Le monstre étendit son bras droit anormalement long, arracha facilement le toit du camion et se fraya un chemin à tâtons dans le plateau d’acier. La main monstrueuse poursuivait Glenda.

La jeune fille aux cheveux argentés recula, visiblement effrayée, tandis que Yuiri s’élançait pour la couvrir.

« Rosen Chevalier Plus, activez ! »

L’épée argentée s’enveloppa d’un rayon de lumière scintillant alors qu’elle s’enfonçait dans le bras du monstre. Dans un grand fracas, le bras métallique roula sur le plateau arrière du camion.

Même s’il ne ressentait pas la douleur, cela avait dû lui faire perdre l’équilibre. L’énorme monstre vacilla et posa un genou à terre.

« Courez ! S’il vous plaît, courez tant que vous le pouvez encore ! »

Yuiri cria aux troupes de défense restées à l’arrière du camion. Bien qu’il s’agisse d’une Unité Spéciale de soutien pour mage d’attaque, ils étaient en cours d’une évacuation d’urgence pour raison médicale. Sa mission était de gagner du temps jusqu’à ce qu’ils puissent terminer leur évacuation. Heureusement, le Rosen Chevalier Plus de Yuiri était très efficace contre les golems. Le rempart créé par la coupure pseudo-spatial pouvait en effet complètement annuler les attaques physiques de l’ennemi et la lame du Rosen Chevalier Plus pouvait fendre le métal en deux sans difficulté.

« Mage d’attaque, Haba ! »

La voix du sergent-chef, le dernier à quitter le camion, était déformée par la peur. Le châssis du camion dans lequel Yuiri et les autres se trouvaient se dissolvait comme du vif-argent. La matière du gros camion se réarrangeait pour prendre la forme d’un nouvel humanoïde squelettique.

« Quoi — !? Qu’est-ce que c’est ? De l’alchimie… ? » s’exclama Yuiri, ne pouvant dissimuler son désarroi face à l’étrange spectacle qui s’offrait à elle.

La sorcellerie permettant de transformer un camion en un monstre humanoïde ressemblait aux sorts de fabrication de golem utilisés par les alchimistes. Cependant, les effets de l’alchimie ne convenaient pas aux machines complexes, et le sort de Création de Golem ne permettait pas de faire bouger des objets s’ils n’étaient pas construits de manière à imiter les formes des créatures vivantes.

Ces monstres étaient toutefois différents. Leur poids, leur vitesse, leur puissance et leurs mouvements automatisés avaient tous quelque chose de mécanique.

L’information contenue dans l’objet fabriqué par l’homme et connu sous le nom de « camion » était restée. Seule leur forme avait changé.

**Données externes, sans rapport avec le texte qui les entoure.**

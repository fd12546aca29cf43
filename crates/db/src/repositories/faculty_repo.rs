//! Repository for the `faculty` table (reference checks only).

use sqlx::PgPool;

use collegium_core::types::DbId;

use crate::models::faculty::Faculty;

const COLUMNS: &str = "id, name, email, department_id, is_active, created_at, updated_at";

pub struct FacultyRepo;

impl FacultyRepo {
    /// Find an active faculty member by ID.
    pub async fn find_by_id(pool: &PgPool, id: DbId) -> Result<Option<Faculty>, sqlx::Error> {
        let query = format!("SELECT {COLUMNS} FROM faculty WHERE id = $1 AND is_active");
        sqlx::query_as::<_, Faculty>(&query)
            .bind(id)
            .fetch_optional(pool)
            .await
    }
}
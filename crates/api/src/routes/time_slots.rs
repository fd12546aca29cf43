//! Route definitions for `/time-slots`.

use axum::routing::{delete, get};
use axum::Router;

use crate::handlers::time_slots;
use crate::state::AppState;

/// Routes mounted at `/time-slots`.
pub fn router() -> Router<AppState> {
    Router::new()
        .route(
            "/",
            get(time_slots::list_time_slots).post(time_slots::create_time_slot),
        )
        .route("/{id}", delete(time_slots::deactivate_time_slot))
}
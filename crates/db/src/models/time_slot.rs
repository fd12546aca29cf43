//! Time slot model and DTOs.

use chrono::NaiveTime;
use collegium_core::types::{DbId, Timestamp};
use serde::{Deserialize, Serialize};
use sqlx::FromRow;

/// A row from the `time_slots` table.
#[derive(Debug, Clone, FromRow, Serialize)]
pub struct TimeSlot {
    pub id: DbId,
    pub name: String,
    pub start_time: NaiveTime,
    pub end_time: NaiveTime,
    pub duration_minutes: i32,
    pub sort_order: i32,
    pub is_active: bool,
    pub created_at: Timestamp,
    pub updated_at: Timestamp,
}

/// DTO for inserting a new time slot. Duration is derived from the
/// start/end pair server-side.
#[derive(Debug, Deserialize)]
pub struct CreateTimeSlot {
    pub name: String,
    pub start_time: NaiveTime,
    pub end_time: NaiveTime,
    #[serde(default)]
    pub sort_order: Option<i32>,
}
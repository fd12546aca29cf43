//! Shared helpers for API integration tests: build the production router
//! against a test database and mint tokens for each role.

use std::sync::Arc;

use axum::Router;
use sqlx::PgPool;

use collegium_api::auth::jwt::{generate_access_token, JwtConfig};
use collegium_api::config::ServerConfig;
use collegium_api::router::build_app_router;
use collegium_api::state::AppState;

pub fn test_config() -> ServerConfig {
    ServerConfig {
        host: "127.0.0.1".to_string(),
        port: 0,
        cors_origins: vec!["http://localhost:5173".to_string()],
        request_timeout_secs: 30,
        jwt: JwtConfig {
            secret: "integration-test-secret-with-enough-entropy".to_string(),
            access_token_expiry_mins: 15,
        },
    }
}

pub fn test_router(pool: PgPool) -> (Router, ServerConfig) {
    let config = test_config();
    let state = AppState {
        pool,
        config: Arc::new(config.clone()),
        event_bus: Arc::new(collegium_events::EventBus::default()),
    };
    (build_app_router(state, &config), config)
}

pub fn token_for(config: &ServerConfig, user_id: i64, role: &str) -> String {
    generate_access_token(user_id, role, &config.jwt).expect("token generation")
}
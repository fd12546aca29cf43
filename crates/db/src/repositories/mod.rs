//! Repository layer.
//!
//! Each repository is a zero-sized struct providing async CRUD methods
//! that accept `&PgPool` as the first argument. Multi-row atomic paths
//! take `&mut Transaction` instead so the bulk engine controls the
//! commit boundary.

pub mod batch_repo;
pub mod bulk_operation_repo;
pub mod exam_period_repo;
pub mod faculty_repo;
pub mod holiday_repo;
pub mod subject_repo;
pub mod template_repo;
pub mod time_slot_repo;
pub mod timetable_entry_repo;
pub mod undo_repo;

pub use batch_repo::BatchRepo;
pub use bulk_operation_repo::BulkOperationRepo;
pub use exam_period_repo::ExamPeriodRepo;
pub use faculty_repo::FacultyRepo;
pub use holiday_repo::HolidayRepo;
pub use subject_repo::SubjectRepo;
pub use template_repo::TemplateRepo;
pub use time_slot_repo::TimeSlotRepo;
pub use timetable_entry_repo::TimetableEntryRepo;
pub use undo_repo::UndoRepo;
//! Periodic sweep of expired undo ledger records.
//!
//! Expiry is otherwise enforced lazily (an expired record is purged when
//! its undo is attempted); the sweep keeps the table from accumulating
//! records nobody ever tries to consume.

use std::time::Duration;

use chrono::Utc;
use sqlx::PgPool;
use tokio_util::sync::CancellationToken;

use collegium_db::repositories::UndoRepo;

/// How often the sweep runs. Records live at most five minutes, so one
/// minute keeps the backlog to a handful of rows.
const SWEEP_INTERVAL: Duration = Duration::from_secs(60);

/// Run the undo expiry sweep loop until `cancel` is triggered.
pub async fn run(pool: PgPool, cancel: CancellationToken) {
    tracing::info!(
        interval_secs = SWEEP_INTERVAL.as_secs(),
        "Undo expiry sweep started"
    );

    let mut interval = tokio::time::interval(SWEEP_INTERVAL);

    loop {
        tokio::select! {
            _ = cancel.cancelled() => {
                tracing::info!("Undo expiry sweep stopping");
                break;
            }
            _ = interval.tick() => {
                match UndoRepo::delete_expired(&pool, Utc::now()).await {
                    Ok(deleted) => {
                        if deleted > 0 {
                            tracing::info!(deleted, "Undo expiry sweep: purged stale records");
                        } else {
                            tracing::debug!("Undo expiry sweep: nothing to purge");
                        }
                    }
                    Err(e) => {
                        tracing::error!(error = %e, "Undo expiry sweep failed");
                    }
                }
            }
        }
    }
}
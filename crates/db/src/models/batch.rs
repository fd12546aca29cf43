//! Batch (student cohort) model.

use collegium_core::types::{DbId, Timestamp};
use serde::Serialize;
use sqlx::FromRow;

/// A row from the `batches` table.
#[derive(Debug, Clone, FromRow, Serialize)]
pub struct Batch {
    pub id: DbId,
    pub name: String,
    pub department_id: DbId,
    pub semester: i16,
    pub academic_year: String,
    pub is_active: bool,
    pub created_at: Timestamp,
    pub updated_at: Timestamp,
}
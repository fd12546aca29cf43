//! Repository for the `batches` table. The engine only reads batches, to
//! validate references and resolve department scope; batch CRUD lives
//! outside the scheduling core.

use std::collections::HashMap;

use sqlx::PgPool;

use collegium_core::types::DbId;

use crate::models::batch::Batch;

const COLUMNS: &str =
    "id, name, department_id, semester, academic_year, is_active, created_at, updated_at";

pub struct BatchRepo;

impl BatchRepo {
    /// Find an active batch by ID.
    pub async fn find_by_id(pool: &PgPool, id: DbId) -> Result<Option<Batch>, sqlx::Error> {
        let query = format!("SELECT {COLUMNS} FROM batches WHERE id = $1 AND is_active");
        sqlx::query_as::<_, Batch>(&query)
            .bind(id)
            .fetch_optional(pool)
            .await
    }

    /// Of the given ids, the ones that do NOT resolve to an active batch.
    pub async fn missing_ids(pool: &PgPool, ids: &[DbId]) -> Result<Vec<DbId>, sqlx::Error> {
        let found: Vec<DbId> = sqlx::query_scalar(
            "SELECT id FROM batches WHERE id = ANY($1) AND is_active",
        )
        .bind(ids)
        .fetch_all(pool)
        .await?;
        Ok(ids.iter().copied().filter(|id| !found.contains(id)).collect())
    }

    /// Batch id -> department id for the given batches. Calendar fact
    /// scope resolution runs off this map.
    pub async fn department_map(
        pool: &PgPool,
        ids: &[DbId],
    ) -> Result<HashMap<DbId, DbId>, sqlx::Error> {
        let rows: Vec<(DbId, DbId)> = sqlx::query_as(
            "SELECT id, department_id FROM batches WHERE id = ANY($1)",
        )
        .bind(ids)
        .fetch_all(pool)
        .await?;
        Ok(rows.into_iter().collect())
    }
}
//! Timetable entry vocabulary: days, entry types, and the entry draft
//! shape shared by the conflict detector, the recurrence generator, and
//! the bulk operation planners.

use chrono::{Datelike, NaiveDate};
use serde::{Deserialize, Serialize};

use crate::error::CoreError;
use crate::types::DbId;

// ---------------------------------------------------------------------------
// Day of week
// ---------------------------------------------------------------------------

/// Day of the week, stored as SMALLINT 0 = Monday .. 6 = Sunday.
#[derive(Debug, Clone, Copy, PartialEq, Eq, Hash, Serialize, Deserialize)]
#[serde(rename_all = "snake_case")]
pub enum DayOfWeek {
    Monday,
    Tuesday,
    Wednesday,
    Thursday,
    Friday,
    Saturday,
    Sunday,
}

impl DayOfWeek {
    /// Numeric value as stored in `timetable_entries.day_of_week`.
    pub fn as_i16(self) -> i16 {
        self as i16
    }

    /// Parse the stored numeric value. Errors on anything outside 0..=6.
    pub fn from_i16(value: i16) -> Result<Self, CoreError> {
        match value {
            0 => Ok(Self::Monday),
            1 => Ok(Self::Tuesday),
            2 => Ok(Self::Wednesday),
            3 => Ok(Self::Thursday),
            4 => Ok(Self::Friday),
            5 => Ok(Self::Saturday),
            6 => Ok(Self::Sunday),
            other => Err(CoreError::Validation(format!(
                "day_of_week must be 0..=6, got {other}"
            ))),
        }
    }

    /// The day of week a calendar date falls on.
    pub fn from_date(date: NaiveDate) -> Self {
        // num_days_from_monday is 0 for Monday, matching our encoding.
        match date.weekday().num_days_from_monday() {
            0 => Self::Monday,
            1 => Self::Tuesday,
            2 => Self::Wednesday,
            3 => Self::Thursday,
            4 => Self::Friday,
            5 => Self::Saturday,
            _ => Self::Sunday,
        }
    }
}

/// Saturday and Sunday.
pub fn is_weekend(date: NaiveDate) -> bool {
    matches!(
        DayOfWeek::from_date(date),
        DayOfWeek::Saturday | DayOfWeek::Sunday
    )
}

// ---------------------------------------------------------------------------
// Entry type
// ---------------------------------------------------------------------------

/// Kind of scheduled occurrence. Only `Regular` entries are blocked by
/// exam periods; makeup/extra/exam sessions may be scheduled inside one.
#[derive(Debug, Clone, Copy, PartialEq, Eq, Serialize, Deserialize)]
#[serde(rename_all = "snake_case")]
pub enum EntryType {
    Regular,
    Makeup,
    Extra,
    Exam,
}

impl EntryType {
    pub fn as_str(self) -> &'static str {
        match self {
            Self::Regular => "regular",
            Self::Makeup => "makeup",
            Self::Extra => "extra",
            Self::Exam => "exam",
        }
    }

    pub fn parse(value: &str) -> Result<Self, CoreError> {
        match value {
            "regular" => Ok(Self::Regular),
            "makeup" => Ok(Self::Makeup),
            "extra" => Ok(Self::Extra),
            "exam" => Ok(Self::Exam),
            other => Err(CoreError::Validation(format!(
                "unknown entry_type '{other}'"
            ))),
        }
    }
}

// ---------------------------------------------------------------------------
// Entry kind (lesson vs. custom event)
// ---------------------------------------------------------------------------

/// What occupies the slot: a taught lesson (subject + faculty, both
/// required together) or a custom event (title, optional display color).
/// The two are mutually exclusive by construction.
#[derive(Debug, Clone, PartialEq, Eq, Serialize, Deserialize)]
#[serde(tag = "kind", rename_all = "snake_case")]
pub enum EntryKind {
    Lesson { subject_id: DbId, faculty_id: DbId },
    CustomEvent { title: String, color: Option<String> },
}

impl EntryKind {
    /// The assigned faculty member, if this is a lesson.
    pub fn faculty_id(&self) -> Option<DbId> {
        match self {
            Self::Lesson { faculty_id, .. } => Some(*faculty_id),
            Self::CustomEvent { .. } => None,
        }
    }

    /// The taught subject, if this is a lesson.
    pub fn subject_id(&self) -> Option<DbId> {
        match self {
            Self::Lesson { subject_id, .. } => Some(*subject_id),
            Self::CustomEvent { .. } => None,
        }
    }
}

// ---------------------------------------------------------------------------
// Drafts and stored projections
// ---------------------------------------------------------------------------

/// A proposed (not yet persisted) timetable entry.
///
/// `entry_date = None` means a weekly recurring entry; `Some` means a
/// dated instance.
#[derive(Debug, Clone, PartialEq, Serialize, Deserialize)]
pub struct EntryDraft {
    pub batch_id: DbId,
    #[serde(flatten)]
    pub kind: EntryKind,
    pub time_slot_id: DbId,
    pub day_of_week: DayOfWeek,
    pub entry_date: Option<NaiveDate>,
    pub entry_type: EntryType,
    #[serde(default)]
    pub source_template_id: Option<DbId>,
    #[serde(default)]
    pub notes: Option<String>,
}

impl EntryDraft {
    /// Field-level checks that do not require stored state: a dated draft
    /// must fall on its declared day of week, custom-event titles must be
    /// non-empty.
    pub fn validate(&self) -> Result<(), CoreError> {
        if let Some(date) = self.entry_date {
            let actual = DayOfWeek::from_date(date);
            if actual != self.day_of_week {
                return Err(CoreError::Validation(format!(
                    "entry_date {date} falls on {actual:?}, not {:?}",
                    self.day_of_week
                )));
            }
        }
        if let EntryKind::CustomEvent { title, .. } = &self.kind {
            if title.trim().is_empty() {
                return Err(CoreError::Validation(
                    "custom event title must not be empty".into(),
                ));
            }
        }
        Ok(())
    }

    /// The batch-side uniqueness key `(batch, slot, day, date)`.
    pub fn batch_key(&self) -> (DbId, DbId, DayOfWeek, Option<NaiveDate>) {
        (
            self.batch_id,
            self.time_slot_id,
            self.day_of_week,
            self.entry_date,
        )
    }

    /// The faculty-side uniqueness key, when a faculty member is assigned.
    pub fn faculty_key(&self) -> Option<(DbId, DbId, DayOfWeek, Option<NaiveDate>)> {
        self.kind
            .faculty_id()
            .map(|f| (f, self.time_slot_id, self.day_of_week, self.entry_date))
    }
}

/// Projection of a stored active entry, as needed by conflict checks.
#[derive(Debug, Clone, Serialize)]
pub struct ExistingEntry {
    pub id: DbId,
    pub batch_id: DbId,
    pub subject_id: Option<DbId>,
    pub faculty_id: Option<DbId>,
    pub time_slot_id: DbId,
    pub day_of_week: DayOfWeek,
    pub entry_date: Option<NaiveDate>,
}

impl ExistingEntry {
    pub fn batch_key(&self) -> (DbId, DbId, DayOfWeek, Option<NaiveDate>) {
        (
            self.batch_id,
            self.time_slot_id,
            self.day_of_week,
            self.entry_date,
        )
    }

    pub fn faculty_key(&self) -> Option<(DbId, DbId, DayOfWeek, Option<NaiveDate>)> {
        self.faculty_id
            .map(|f| (f, self.time_slot_id, self.day_of_week, self.entry_date))
    }
}

#[cfg(test)]
mod tests {
    use super::*;

    fn date(y: i32, m: u32, d: u32) -> NaiveDate {
        NaiveDate::from_ymd_opt(y, m, d).unwrap()
    }

    fn lesson_draft(date_opt: Option<NaiveDate>, day: DayOfWeek) -> EntryDraft {
        EntryDraft {
            batch_id: 1,
            kind: EntryKind::Lesson {
                subject_id: 10,
                faculty_id: 20,
            },
            time_slot_id: 3,
            day_of_week: day,
            entry_date: date_opt,
            entry_type: EntryType::Regular,
            source_template_id: None,
            notes: None,
        }
    }

    #[test]
    fn day_of_week_roundtrip() {
        for v in 0..=6i16 {
            assert_eq!(DayOfWeek::from_i16(v).unwrap().as_i16(), v);
        }
        assert!(DayOfWeek::from_i16(7).is_err());
        assert!(DayOfWeek::from_i16(-1).is_err());
    }

    #[test]
    fn day_of_week_from_date() {
        // 2025-08-04 is a Monday.
        assert_eq!(DayOfWeek::from_date(date(2025, 8, 4)), DayOfWeek::Monday);
        assert_eq!(DayOfWeek::from_date(date(2025, 8, 10)), DayOfWeek::Sunday);
    }

    #[test]
    fn weekend_detection() {
        assert!(is_weekend(date(2025, 8, 9))); // Saturday
        assert!(is_weekend(date(2025, 8, 10))); // Sunday
        assert!(!is_weekend(date(2025, 8, 11))); // Monday
    }

    #[test]
    fn entry_type_parse_roundtrip() {
        for t in [
            EntryType::Regular,
            EntryType::Makeup,
            EntryType::Extra,
            EntryType::Exam,
        ] {
            assert_eq!(EntryType::parse(t.as_str()).unwrap(), t);
        }
        assert!(EntryType::parse("lecture").is_err());
    }

    #[test]
    fn draft_date_must_match_declared_day() {
        let draft = lesson_draft(Some(date(2025, 8, 4)), DayOfWeek::Monday);
        assert!(draft.validate().is_ok());

        let wrong = lesson_draft(Some(date(2025, 8, 5)), DayOfWeek::Monday);
        assert!(wrong.validate().is_err());
    }

    #[test]
    fn recurring_draft_needs_no_date() {
        let draft = lesson_draft(None, DayOfWeek::Friday);
        assert!(draft.validate().is_ok());
    }

    #[test]
    fn empty_event_title_rejected() {
        let draft = EntryDraft {
            batch_id: 1,
            kind: EntryKind::CustomEvent {
                title: "  ".into(),
                color: None,
            },
            time_slot_id: 3,
            day_of_week: DayOfWeek::Monday,
            entry_date: None,
            entry_type: EntryType::Extra,
            source_template_id: None,
            notes: None,
        };
        assert!(draft.validate().is_err());
    }

    #[test]
    fn faculty_key_absent_for_custom_events() {
        let draft = EntryDraft {
            batch_id: 1,
            kind: EntryKind::CustomEvent {
                title: "Guest talk".into(),
                color: Some("#aa3366".into()),
            },
            time_slot_id: 3,
            day_of_week: DayOfWeek::Monday,
            entry_date: None,
            entry_type: EntryType::Extra,
            source_template_id: None,
            notes: None,
        };
        assert!(draft.faculty_key().is_none());
        assert!(lesson_draft(None, DayOfWeek::Monday).faculty_key().is_some());
    }
}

Un être humain vivant dans un autre monde qualifierait probablement un camion de monstre s’il en voyait un pour la première fois. C’est ce que je ressens en ce moment, pensa Yuiri.

« Yuiri ! »

Alors que Yuiri s’immobilisait, Glenda bondit vers elle et l’enlaça. Avec une force physique inimaginable pour un si petit gabarit, elle sauta directement par-dessus la tête du premier monstre. Puis, avec toute la grâce d’un oiseau, elle atterrit doucement à une certaine distance du camion.

Un instant plus tard, le camion acheva sa transformation en monstre. Si Glenda ne l’avait pas éloignée, Yuiri aurait été piégée à l’intérieur.

Derrière elles, le jeune sergent d’état-major, qui risquait d’être avalé par la transformation, se laissa tomber au sol. D’autres soldats des FDS gisaient à proximité, mais les monstres ne semblaient pas s’en soucier. Les soldats des FDS n’étaient pas leur cible. Les yeux creux des deux monstres étaient braqués sur Glenda.

« Nous vous avons trouvée… Glenda. »

Puis, derrière les monstres, Yuiri entendit une voix passer entre eux. C’était une voix de femme modulée par une machine.

La personne était enveloppée dans une robe de couleur bronze et se tenait derrière les monstres, observant Glenda. Yuiri ne pouvait pas voir le visage de la femme sous la robe, car elle portait un masque par-dessus, mais la vue de cette dernière tenant une tige de métal lui donnait l’air d’une sorcière tout droit sortie d’un conte de fées.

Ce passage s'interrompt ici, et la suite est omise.